## Given information

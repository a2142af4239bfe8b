use crate::coords::Vec2;
use crate::paint::Color;
use crate::scene::{DrawCmd, DrawList, ZIndex};

use super::Border;

/// Circle draw payload.
///
/// A transparent `fill` with a border draws a ring.
#[derive(Debug, Clone, PartialEq)]
pub struct CircleCmd {
    pub center: Vec2,
    pub radius: f32,
    pub fill: Color,
    pub border: Option<Border>,
}

impl CircleCmd {
    #[inline]
    pub fn new(center: Vec2, radius: f32, fill: Color, border: Option<Border>) -> Self {
        Self { center, radius, fill, border }
    }
}

impl DrawList {
    /// Records a circle draw command.
    #[inline]
    pub fn push_circle(
        &mut self,
        z: ZIndex,
        center: Vec2,
        radius: f32,
        fill: Color,
        border: Option<Border>,
    ) {
        self.push(z, DrawCmd::Circle(CircleCmd::new(center, radius, fill, border)));
    }

    /// Records a solid disc.
    #[inline]
    pub fn push_solid_circle(&mut self, z: ZIndex, center: Vec2, radius: f32, color: Color) {
        self.push_circle(z, center, radius, color, None);
    }

    /// Records an unfilled ring of the given stroke width.
    #[inline]
    pub fn push_ring(&mut self, z: ZIndex, center: Vec2, radius: f32, width: f32, color: Color) {
        self.push_circle(z, center, radius, Color::transparent(), Some(Border::new(width, color)));
    }
}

## Directions for this task
Return each full line of the entries that contains the word "Option".

## Answer space
    pub border: Option<Border>,
    pub fn new(center: Vec2, radius: f32, fill: Color, border: Option<Border>) -> Self {
        border: Option<Border>,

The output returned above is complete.